L’entreprise doit donc rester vigilante face aux risques de vol de propriété intellectuelle, aux problématiques de protection des données, aux incompréhensions ou conflits liés aux écarts culturels, et aux différences entre systèmes juridiques, d’autant plus sensibles que le volet contractuel prend ici une importance accrue. La dimension juridique revêt donc une importance particulière dans la mise en place de ces modes d’internationalisation, ce qui suppose de s’entourer de juristes praticiens de ce type d’accord à l’international, de conseils experts en ingénierie de ces relations d’affaires, ainsi que d’experts en marketing et en digitalisation.

Recommandations pour construire un partenariat immatériel solide

Il est conseillé de travailler en mode projet avec ses partenaires pour construire la relation, en réalisant sans tarder un POC (Proof of Concept) qui met en évidence les rôles respectifs, les risques et les attentes de la coopération. Ce POC doit rester temporaire, voire ponctuel, son périmètre limité et son exécution rustique, l’objectif étant de tester les bases de la coopération sans implémenter tout le partenariat, dans une logique gagnant-gagnant durable. L’ingénierie du deal doit faire en sorte que chacune des deux parties ait constamment besoin de l’autre.

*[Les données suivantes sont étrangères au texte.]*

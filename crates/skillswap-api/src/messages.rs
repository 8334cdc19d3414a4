use axum::{
    Extension, Json,
    extract::{Path, Query, State},
    http::StatusCode,
    response::IntoResponse,
};
use chrono::Utc;
use serde::Deserialize;
use tracing::debug;
use uuid::Uuid;

use skillswap_types::api::{Claims, SendMessageRequest};
use skillswap_types::events::NotificationEvent;
use skillswap_types::models::DirectMessage;

use crate::auth::AppState;
use crate::error::ApiError;

const MAX_BODY_CHARS: usize = 4000;
const DEFAULT_PAGE: u32 = 50;
const MAX_PAGE: u32 = 200;

#[derive(Debug, Deserialize)]
pub struct ConversationQuery {
    pub limit: Option<u32>,
}

pub async fn send_message(
    State(state): State<AppState>,
    Extension(claims): Extension<Claims>,
    Json(req): Json<SendMessageRequest>,
) -> Result<impl IntoResponse, ApiError> {
    let body = req.body.trim().to_string();
    if body.is_empty() || body.chars().count() > MAX_BODY_CHARS {
        return Err(ApiError::validation(format!(
            "message body must be 1-{MAX_BODY_CHARS} characters"
        )));
    }
    if req.recipient_id == claims.sub {
        return Err(ApiError::validation("cannot message yourself"));
    }

    let message = DirectMessage {
        id: Uuid::new_v4(),
        sender_id: claims.sub,
        recipient_id: req.recipient_id,
        body,
        created_at: Utc::now(),
        read_at: None,
    };

    let db = state.db.clone();
    let stored = message.clone();
    let summaries = state
        .booking
        .blocking(move || {
            if db.get_user_by_id(&stored.recipient_id.to_string())?.is_none() {
                return Ok(None);
            }
            db.insert_message(&stored)?;
            let for_sender = db.conversation_summary(stored.sender_id, stored.recipient_id)?;
            let for_recipient = db.conversation_summary(stored.recipient_id, stored.sender_id)?;
            Ok(Some((for_sender, for_recipient)))
        })
        .await?
        .ok_or_else(|| ApiError::not_found(format!("user {}", req.recipient_id)))?;

    let delivered = state.router.route(
        NotificationEvent::MessageReceived(message.clone()),
        message.recipient_id,
    );
    debug!("Message {} delivered to {} connections", message.id, delivered);

    let (for_sender, for_recipient) = summaries;
    if let Some(summary) = for_recipient {
        state
            .router
            .route(NotificationEvent::ConversationUpdated(summary), message.recipient_id);
    }
    if let Some(summary) = for_sender {
        state
            .router
            .route(NotificationEvent::ConversationUpdated(summary), message.sender_id);
    }

    Ok((StatusCode::CREATED, Json(message)))
}

/// Messages between the caller and `peer_id`, newest first.
pub async fn get_conversation(
    State(state): State<AppState>,
    Extension(claims): Extension<Claims>,
    Path(peer_id): Path<Uuid>,
    Query(query): Query<ConversationQuery>,
) -> Result<impl IntoResponse, ApiError> {
    let limit = query.limit.unwrap_or(DEFAULT_PAGE).clamp(1, MAX_PAGE);
    let db = state.db.clone();
    let user_id = claims.sub;

    let messages = state
        .booking
        .blocking(move || Ok(db.conversation(user_id, peer_id, limit)?))
        .await?;

    Ok(Json(messages))
}

/// Mark a received message read and tell its sender. Repeating it is a no-op.
pub async fn mark_read(
    State(state): State<AppState>,
    Extension(claims): Extension<Claims>,
    Path(message_id): Path<Uuid>,
) -> Result<impl IntoResponse, ApiError> {
    let db = state.db.clone();
    let message = state
        .booking
        .blocking(move || Ok(db.get_message(message_id)?))
        .await?
        .ok_or_else(|| ApiError::not_found(format!("message {message_id}")))?;

    if message.recipient_id != claims.sub {
        return Err(ApiError::forbidden("only the recipient can mark a message read"));
    }
    if message.read_at.is_some() {
        return Ok(Json(message));
    }

    let read_at = Utc::now();
    let db = state.db.clone();
    let (sender_id, reader_id) = (message.sender_id, message.recipient_id);
    let (changed, summary) = state
        .booking
        .blocking(move || {
            let changed = db.mark_message_read(message_id, read_at)?;
            let summary = db.conversation_summary(reader_id, sender_id)?;
            Ok((changed, summary))
        })
        .await?;

    if changed {
        state
            .router
            .route(NotificationEvent::MessageRead { message_id, read_at }, sender_id);
        if let Some(summary) = summary {
            state
                .router
                .route(NotificationEvent::ConversationUpdated(summary), reader_id);
        }
    }

    let db = state.db.clone();
    let message = state
        .booking
        .blocking(move || Ok(db.get_message(message_id)?))
        .await?
        .ok_or_else(|| ApiError::not_found(format!("message {message_id}")))?;

    Ok(Json(message))
}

Il est utile de se mettre d’accord dès le départ sur le fait que les manquements au contrat, même mineurs, seront fortement pénalisés, y compris par des pénalités financières, pour éviter tout comportement opportuniste. Explorer la possibilité d’établir un partenariat croisé permet également de s’assurer d’un comportement loyal du partenaire.

Il convient aussi de concevoir des approches de contrôle et de monitoring des termes du deal, notamment pour les rémunérations variables fondées sur le volume produit, qui ne reposent pas sur la seule bonne foi de l’autre partie mais sur un tiers ou un système de détection indépendant : dispositifs d’activation ou de désactivation à distance du produit ou de la machine, technologies permettant de tracker l’utilisation d’une machine ou d’une technologie, ou pratiques de surveillance par des tiers, comptage des camions en sortie d’usine, suivi des recrutements, etc.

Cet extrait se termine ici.